[[ Input data open ]]

// SPDX-License-Identifier: Apache-2.0

//! Display column selection
//!
//! Picks the columns a row should be summarized by. Rules run in priority
//! order; the first that produces anything wins, and the primary key is the
//! last resort so the result is never empty for a non-empty table.

use crate::model::{ColumnMetadata, ColumnType};

/// Column names treated as self-evidently human-readable labels.
const LABEL_VOCABULARY: [&str; 4] = ["name", "title", "label", "description"];

/// Selects the display columns for a table, in rule priority order:
/// label vocabulary, first/last name pair, email, any non-key text column,
/// primary key head, first column.
pub fn select_display_columns(columns: &[ColumnMetadata], pk: &[String]) -> Vec<String> {
    if columns.is_empty() {
        return Vec::new();
    }

    for word in LABEL_VOCABULARY {
        if let Some(col) = columns.iter().find(|c| c.normalized_name == word) {
            return vec![col.name.clone()];
        }
    }

    let first = columns.iter().find(|c| c.normalized_name == "first name");
    let last = columns.iter().find(|c| c.normalized_name == "last name");
    if let (Some(first), Some(last)) = (first, last) {
        return vec![first.name.clone(), last.name.clone()];
    }

    if let Some(col) = columns
        .iter()
        .find(|c| c.normalized_name.starts_with("email"))
    {
        return vec![col.name.clone()];
    }

    if let Some(col) = columns.iter().find(|c| {
        c.column_type == ColumnType::Text
            && c.normalized_name != "id"
            && !pk.contains(&c.name)
    }) {
        return vec![col.name.clone()];
    }

    if let Some(head) = pk.first() {
        return vec![head.clone()];
    }

    vec![columns[0].name.clone()]
}
// SPDX-License-Identifier: Apache-2.0

//! End-to-end analysis against throwaway SQLite fixture databases.

use std::str::FromStr;
use std::sync::Arc;

use sqlx::sqlite::{SqliteConnectOptions, SqlitePoolOptions};
use tempfile::TempDir;

use schemalens::icons::KeywordIcons;
use schemalens::{
    AnalyzerConfig, Analyzer, ConnectionId, ConnectionKind, ConnectionParams, ConnectionSettings,
    ConnectionRegistry, MetadataStore, TableMetadata,
};

struct Fixture {
    _dir: TempDir,
    analyzer: Analyzer,
    store: Arc<MetadataStore>,
    registry: Arc<ConnectionRegistry>,
    connection_id: ConnectionId,
}

async fn setup(ddl: &[&str]) -> Fixture {
    let dir = tempfile::tempdir().expect("tempdir");
    let db_path = dir.path().join("fixture.db");

    let opts = SqliteConnectOptions::from_str(&format!("sqlite:{}", db_path.display()))
        .expect("options")
        .create_if_missing(true);
    let pool = SqlitePoolOptions::new()
        .max_connections(1)
        .connect_with(opts)
        .await
        .expect("create fixture db");
    for statement in ddl {
        sqlx::query(statement).execute(&pool).await.expect("fixture ddl");
    }
    pool.close().await;

    let store = Arc::new(
        MetadataStore::open(&dir.path().join("metadata.db"))
            .await
            .expect("open store"),
    );
    let registry = Arc::new(ConnectionRegistry::new());

    let settings = ConnectionSettings {
        id: ConnectionId::new(),
        name: "fixture".to_string(),
        kind: ConnectionKind::Sqlite,
        params: ConnectionParams::File {
            path: db_path.display().to_string(),
        },
    };
    store.save_connection(&settings).await.expect("save connection");
    registry.open(&settings).await.expect("open connection");

    let analyzer = Analyzer::new(
        Arc::clone(&registry),
        Arc::clone(&store),
        Arc::new(KeywordIcons),
        AnalyzerConfig::default(),
    );

    Fixture {
        _dir: dir,
        analyzer,
        store,
        registry,
        connection_id: settings.id,
    }
}

async fn stored_table(fixture: &Fixture, name: &str) -> TableMetadata {
    fixture
        .store
        .table(fixture.connection_id, None, name)
        .await
        .expect("lookup")
        .unwrap_or_else(|| panic!("table {name} not stored"))
}

#[tokio::test]
async fn guesses_foreign_keys_from_naming() {
    let fixture = setup(&[
        "CREATE TABLE users (id INTEGER PRIMARY KEY, name TEXT NOT NULL, email TEXT)",
        "CREATE TABLE posts (id INTEGER PRIMARY KEY, user_id INTEGER NOT NULL, title TEXT)",
    ])
    .await;

    let summary = fixture
        .analyzer
        .analyze_connection(fixture.connection_id)
        .await
        .expect("analyze");
    assert_eq!(summary.total, 2);
    assert_eq!(summary.successful, 2);
    assert_eq!(summary.failed, 0);

    let posts = stored_table(&fixture, "posts").await;
    let user_id = &posts.details.columns["user_id"];
    let link = user_id.foreign_key.as_ref().expect("guessed link");
    assert_eq!(link.table, "users");
    assert_eq!(link.column, "id");
    assert!(link.is_guessed);
    assert_eq!(link.confidence, Some(1.0));

    // Bare id never links anywhere
    assert!(posts.details.columns["id"].foreign_key.is_none());

    let users = stored_table(&fixture, "users").await;
    assert_eq!(users.details.display_columns, vec!["name"]);
    assert_eq!(users.details.normalized_name, "user");
    assert_eq!(users.details.display_name, "User");
    assert_eq!(users.details.display_name_plural, "Users");
}

#[tokio::test]
async fn declared_constraints_beat_guesses() {
    let fixture = setup(&[
        "CREATE TABLE organizations (id INTEGER PRIMARY KEY, name TEXT)",
        "CREATE TABLE accounts (id INTEGER PRIMARY KEY, org_id INTEGER REFERENCES organizations(id), organization_id INTEGER)",
    ])
    .await;

    fixture
        .analyzer
        .analyze_connection(fixture.connection_id)
        .await
        .expect("analyze");

    let accounts = stored_table(&fixture, "accounts").await;

    let declared = accounts.details.columns["org_id"]
        .foreign_key
        .as_ref()
        .expect("declared link");
    assert!(!declared.is_guessed);
    assert!(declared.confidence.is_none());
    assert_eq!(declared.table, "organizations");

    let guessed = accounts.details.columns["organization_id"]
        .foreign_key
        .as_ref()
        .expect("guessed link");
    assert!(guessed.is_guessed);
    assert_eq!(guessed.table, "organizations");
    assert_eq!(guessed.column, "id");
}

#[tokio::test]
async fn table_without_declared_key_falls_back_to_first_column() {
    let fixture = setup(&[
        "CREATE TABLE widgets (sku TEXT, qty INTEGER)",
    ])
    .await;

    fixture
        .analyzer
        .analyze_connection(fixture.connection_id)
        .await
        .expect("analyze");

    let widgets = stored_table(&fixture, "widgets").await;
    assert_eq!(widgets.details.pk, vec!["sku"]);
    // No readable text column beyond the key itself
    assert_eq!(widgets.details.display_columns, vec!["sku"]);
}

#[tokio::test]
async fn reanalysis_drops_tables_removed_upstream() {
    let fixture = setup(&[
        "CREATE TABLE users (id INTEGER PRIMARY KEY, name TEXT)",
    ])
    .await;

    // A leftover from an earlier analysis of a table that no longer exists
    let ghost = TableMetadata {
        name: "ghost".to_string(),
        schema: None,
        connection_id: fixture.connection_id,
        details: stored_fixture_details(),
    };
    fixture.store.save_table(&ghost).await.expect("seed ghost");

    fixture
        .analyzer
        .analyze_connection(fixture.connection_id)
        .await
        .expect("analyze");

    let tables = fixture
        .store
        .tables_for_connection(fixture.connection_id)
        .await
        .expect("list");
    let names: Vec<&str> = tables.iter().map(|t| t.name.as_str()).collect();
    assert_eq!(names, vec!["users"]);
}

#[tokio::test]
async fn seeds_view_configs_and_hides_audit_columns() {
    let fixture = setup(&[
        "CREATE TABLE articles (id INTEGER PRIMARY KEY, title TEXT, created_at TEXT, updated_at TEXT)",
    ])
    .await;

    fixture
        .analyzer
        .analyze_connection(fixture.connection_id)
        .await
        .expect("analyze");

    let articles = stored_table(&fixture, "articles").await;
    assert_eq!(articles.details.views.len(), 3);
    for view in articles.details.views.values() {
        assert_eq!(view["id"].order, 0);
        assert_eq!(view["title"].order, 1);
        assert!(view["created_at"].hidden);
        assert!(view["updated_at"].hidden);
        assert!(!view["title"].hidden);
    }
    assert!(articles.details.columns["created_at"].hidden);
}

#[tokio::test]
async fn single_table_refresh_links_against_stored_metadata() {
    let fixture = setup(&[
        "CREATE TABLE users (id INTEGER PRIMARY KEY, name TEXT)",
        "CREATE TABLE posts (id INTEGER PRIMARY KEY, user_id INTEGER, title TEXT)",
    ])
    .await;

    fixture
        .analyzer
        .analyze_connection(fixture.connection_id)
        .await
        .expect("analyze");

    let refreshed = fixture
        .analyzer
        .analyze_table(fixture.connection_id, None, "posts")
        .await
        .expect("refresh");

    let link = refreshed.details.columns["user_id"]
        .foreign_key
        .as_ref()
        .expect("link survives refresh");
    assert_eq!(link.table, "users");

    let stored = stored_table(&fixture, "posts").await;
    assert!(stored.details.columns["user_id"].foreign_key.is_some());
}

#[tokio::test]
async fn analyzing_a_closed_connection_fails() {
    let fixture = setup(&["CREATE TABLE users (id INTEGER PRIMARY KEY)"]).await;

    fixture
        .registry
        .close(fixture.connection_id)
        .await
        .expect("close");

    let err = fixture
        .analyzer
        .analyze_connection(fixture.connection_id)
        .await
        .unwrap_err();
    assert!(matches!(err, schemalens::MetaError::ConnectionNotFound { .. }));
}

fn stored_fixture_details() -> schemalens::TableDetails {
    schemalens::TableDetails {
        normalized_name: "ghost".to_string(),
        display_name: "Ghost".to_string(),
        display_name_plural: "Ghosts".to_string(),
        icon: "table".to_string(),
        color: "blue".to_string(),
        display_columns: vec![],
        pk: vec![],
        columns: Default::default(),
        views: Default::default(),
    }
}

[[ Input data closed ]]

_Instructions for the task_: Search the material above for "KeywordIcons". Pull out each line where it shows up.

_Written answer_:
use schemalens::icons::KeywordIcons;
        Arc::new(KeywordIcons),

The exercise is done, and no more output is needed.